The volume is a descriptive study of social activities in a neurosciences laboratory which focuses on how electron-microscope phenomena were made sensually available and objectively accountable. It is based on fieldwork I conducted in the laboratory during 1975 and 1976. (Lynch 1985, xiii)

As these quotes demonstrate, the authors of such studies are well aware of the contextual specificity of their ethnographic methodology. Therefore (the proposed dismissal goes), such studies are neither designed nor intended to have wider applicability; to even ask about the extent of the generalization they might support is to fail to appreciate their contextual nature.

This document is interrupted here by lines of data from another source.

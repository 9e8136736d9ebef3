//! Stone-groups command line.
//!
//! ## Usage
//!
//! - `stone-groups` - Start a text session on stdin/stdout
//! - `stone-groups groups [FILE]` - Group a text grid read from FILE or stdin
//! - `stone-groups demo` - Group a random board

use std::io::{self, Read};
use std::path::PathBuf;
use std::time::Instant;

use anyhow::{Context, Result, bail};
use clap::{Parser, Subcommand};

use stone_groups::board::{Board, str_vertex};
use stone_groups::constants::{DEFAULT_SIZE, DEMO_DENSITY, DEMO_SEED, MAX_SIZE};
use stone_groups::grid::{dimensions, format_grid, parse_grid};
use stone_groups::groups::{Group, find_orthogonal_groups};
use stone_groups::session::Session;

/// Stone-groups: orthogonal group detection for Go-like boards
#[derive(Parser)]
#[command(name = "stone-groups")]
#[command(author, version, about, long_about = None)]
struct Cli {
    /// Board size for the session
    #[arg(long, default_value_t = DEFAULT_SIZE)]
    size: usize,

    #[command(subcommand)]
    command: Option<Commands>,
}

#[derive(Subcommand)]
enum Commands {
    /// Start a text command session (the default)
    Session,
    /// Print the groups of a text grid ('.' or '0' is empty)
    Groups {
        /// Grid file; reads stdin when omitted
        file: Option<PathBuf>,
        /// Report grid statistics on stderr
        #[arg(short, long)]
        verbose: bool,
    },
    /// Fill a board with random stones and print its groups
    Demo {
        #[arg(long, default_value_t = DEFAULT_SIZE)]
        size: usize,
        #[arg(long, default_value_t = DEMO_SEED)]
        seed: u64,
        /// Fraction of points holding a stone
        #[arg(long, default_value_t = DEMO_DENSITY)]
        density: f64,
    },
}

fn main() -> Result<()> {
    let cli = Cli::parse();

    match cli.command {
        Some(Commands::Session) | None => {
            check_size(cli.size)?;
            Session::new(cli.size)
                .run()
                .context("session I/O failed")?;
        }
        Some(Commands::Groups { file, verbose }) => run_groups(file, verbose)?,
        Some(Commands::Demo {
            size,
            seed,
            density,
        }) => {
            check_size(size)?;
            run_demo(size, seed, density)?;
        }
    }
    Ok(())
}

fn check_size(size: usize) -> Result<()> {
    if size == 0 || size > MAX_SIZE {
        bail!("board size must be between 1 and {MAX_SIZE} (got {size})");
    }
    Ok(())
}

fn run_groups(file: Option<PathBuf>, verbose: bool) -> Result<()> {
    let text = match &file {
        Some(path) => std::fs::read_to_string(path)
            .with_context(|| format!("failed to read {}", path.display()))?,
        None => {
            let mut buf = String::new();
            io::stdin()
                .read_to_string(&mut buf)
                .context("failed to read stdin")?;
            buf
        }
    };

    let grid = parse_grid(&text);
    let start = Instant::now();
    let groups = find_orthogonal_groups(&grid)?;
    let elapsed = start.elapsed();

    print!("{}", format_groups(&groups));

    if verbose {
        let (rows, cols) = dimensions(&grid);
        let stones: usize = groups.iter().map(|g| g.len()).sum();
        eprintln!(
            "{rows}x{cols} grid, {stones} stones in {} groups ({elapsed:?})",
            groups.len()
        );
    }
    Ok(())
}

/// One line per group: index, value, size and `(row,col)` stones.
fn format_groups(groups: &[Group<char>]) -> String {
    let mut out = String::new();
    for (i, group) in groups.iter().enumerate() {
        let stones: Vec<String> = group
            .stones()
            .iter()
            .map(|(r, c)| format!("({r},{c})"))
            .collect();
        out.push_str(&format!(
            "group {i}: '{}' x{} {}\n",
            group.value(),
            group.len(),
            stones.join(" ")
        ));
    }
    out
}

fn run_demo(size: usize, seed: u64, density: f64) -> Result<()> {
    let mut rng = fastrand::Rng::with_seed(seed);
    let mut board = Board::new(size);
    board.fill_random(&mut rng, density);

    println!("=== Random {size}x{size} board (seed {seed}) ===");
    print!("{}", format_grid(&board.grid()));
    println!();

    let grid = board.grid();
    for group in board.groups() {
        let libs = group.liberties(&grid)?;
        let stones: Vec<String> = group
            .stones()
            .iter()
            .map(|&(row, col)| str_vertex(col, row, size))
            .collect();
        println!(
            "{} {:>2} stones, {:>2} liberties: {}",
            group.value(),
            group.len(),
            libs.len(),
            stones.join(" ")
        );
    }
    Ok(())
}
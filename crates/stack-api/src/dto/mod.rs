//! Request and response bodies.

pub mod request;
pub mod response;

pub use response::ApiResponse;
//! Domain events emitted by folder operations.
//!
//! Events are published to a pub/sub channel and consumed by services
//! outside this repository (search indexing, audit log).

pub mod folder;

pub use folder::FolderEvent;

/// Pub/sub channel that carries every [`FolderEvent`].
pub const FOLDER_EVENTS_CHANNEL: &str = "folder:events";
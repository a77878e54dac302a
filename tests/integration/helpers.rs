//! Shared test helpers for integration tests.

#![allow(dead_code)]

use std::sync::Arc;
use std::time::Duration;

use axum::Router;
use axum::body::Body;
use axum::http::{Request, StatusCode};
use serde_json::Value;
use tokio::sync::broadcast;
use tower::ServiceExt;
use uuid::Uuid;

use stack_auth::JwtEncoder;
use stack_core::config::{AppConfig, DatabaseConfig};
use stack_core::events::FOLDER_EVENTS_CHANNEL;
use stack_database::DatabasePool;
use stack_pubsub::MemoryPubSub;

/// Test application backed by an in-memory database and event bus.
pub struct TestApp {
    /// The Axum router for making test requests
    pub router: Router,
    /// Subscription to `folder:events`
    pub events: broadcast::Receiver<String>,
    /// Application config
    pub config: AppConfig,
    encoder: JwtEncoder,
}

impl TestApp {
    /// Create a new test application with default settings.
    pub async fn new() -> Self {
        Self::with_config(test_config()).await
    }

    /// Create a test application from an adjusted config.
    pub async fn with_config(config: AppConfig) -> Self {
        let db = DatabasePool::connect_and_migrate(&config.database)
            .await
            .expect("Failed to open test database");

        let pubsub = Arc::new(MemoryPubSub::new(64));
        let events = pubsub.subscribe(FOLDER_EVENTS_CHANNEL).await;

        let state = stack_api::build_state(config.clone(), db, pubsub);
        let router = stack_api::build_app(state);

        Self {
            router,
            events,
            encoder: JwtEncoder::new(&config.auth),
            config,
        }
    }

    /// Mint a bearer token for a user.
    pub fn token_for(&self, user_id: Uuid) -> String {
        self.encoder
            .generate_access_token(user_id, None)
            .expect("Failed to mint token")
            .0
    }

    /// Make an HTTP request to the test app
    pub async fn request(
        &self,
        method: &str,
        path: &str,
        body: Option<Value>,
        user: Option<Uuid>,
    ) -> TestResponse {
        let body_str = body
            .map(|b| serde_json::to_string(&b).expect("Failed to serialize body"))
            .unwrap_or_default();
        self.raw_request(method, path, body_str, user).await
    }

    /// Make a request with a pre-serialized body.
    pub async fn raw_request(
        &self,
        method: &str,
        path: &str,
        body: String,
        user: Option<Uuid>,
    ) -> TestResponse {
        let mut req = Request::builder()
            .method(method)
            .uri(path)
            .header("Content-Type", "application/json");

        if let Some(user) = user {
            req = req.header("Authorization", format!("Bearer {}", self.token_for(user)));
        }

        let req = req.body(Body::from(body)).expect("Failed to build request");

        let response = self
            .router
            .clone()
            .oneshot(req)
            .await
            .expect("Failed to send request");

        let status = response.status();
        let body_bytes = axum::body::to_bytes(response.into_body(), 1024 * 1024)
            .await
            .expect("Failed to read body");
        let body: Value = serde_json::from_slice(&body_bytes).unwrap_or(Value::Null);

        TestResponse { status, body }
    }

    /// Create a folder and return its JSON.
    pub async fn create_folder(&self, user: Uuid, name: &str, parent_id: Option<&str>) -> Value {
        let mut body = serde_json::json!({ "name": name });
        if let Some(parent_id) = parent_id {
            body["parentId"] = Value::String(parent_id.to_string());
        }
        let response = self.request("POST", "/api/folders", Some(body), Some(user)).await;
        assert_eq!(
            response.status,
            StatusCode::CREATED,
            "Folder creation failed: {:?}",
            response.body
        );
        response.body["data"].clone()
    }

    /// Share a folder and assert success.
    pub async fn share(&self, owner: Uuid, folder_id: &str, users: &[Uuid], permission: &str) {
        let response = self
            .request(
                "POST",
                &format!("/api/folders/{folder_id}/share"),
                Some(serde_json::json!({ "userIds": users, "permission": permission })),
                Some(owner),
            )
            .await;
        assert_eq!(response.status, StatusCode::OK, "Share failed: {:?}", response.body);
    }

    /// Wait for the next event on `folder:events`.
    pub async fn next_event(&mut self) -> Value {
        let payload = tokio::time::timeout(Duration::from_secs(2), self.events.recv())
            .await
            .expect("Timed out waiting for folder event")
            .expect("Event channel closed");
        serde_json::from_str(&payload).expect("Event payload is not JSON")
    }
}

/// Config with an in-memory database and a fixed secret.
pub fn test_config() -> AppConfig {
    let mut config = AppConfig::default();
    config.database = DatabaseConfig {
        url: "sqlite::memory:".to_string(),
        ..Default::default()
    };
    config.auth.jwt_secret = "integration-test-secret".to_string();
    config
}

/// Response from a test request
#[derive(Debug)]
pub struct TestResponse {
    /// HTTP status code
    pub status: StatusCode,
    /// Parsed JSON body
    pub body: Value,
}

/// Extract `data.id` as a string.
pub fn id_of(value: &Value) -> String {
    value["id"].as_str().expect("missing id").to_string()
}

But this way of dismissing the initial query is specious. This is because—despite routine and open declarations of the specific contexts in which such ethnographies are conducted—their results are frequently interpreted by both authors and commentators as having far broader scope. The authorially-intended interpretive breadth of even early ethnographic results is evident in the reporting of such results:

Our contention is that many aspects of science described by sociologists depend on the routinely occurring minutiae of scientific activity. Historic events, breakthroughs and competition are examples of phenomena which occur over and above a continual stream of ongoing scientific activities. (Latour and Woolgar [1979] 1986, 27)

In the chapters which follow, I shall attempt to establish the symbolic, contextually contingent and constructive character of the scientific manufacture of knowledge I have introduced here. (Knorr Cetina 1981, 16)

Besides debunking an image of “The Scientist” that admittedly served the purpose of scientific autonomy and proved invaluable as an educational prod and a defense against the assaults of creationists, among others, lab studies have raised to a new level the discussion of such traditional topics as rationality, consensus formation, discovery, and scientific controversy. Sociologists can now treat these topics as matters to be observed and described in the present, and not as the exclusive property of historians and philosophers of science. (Lynch 1985, xiv)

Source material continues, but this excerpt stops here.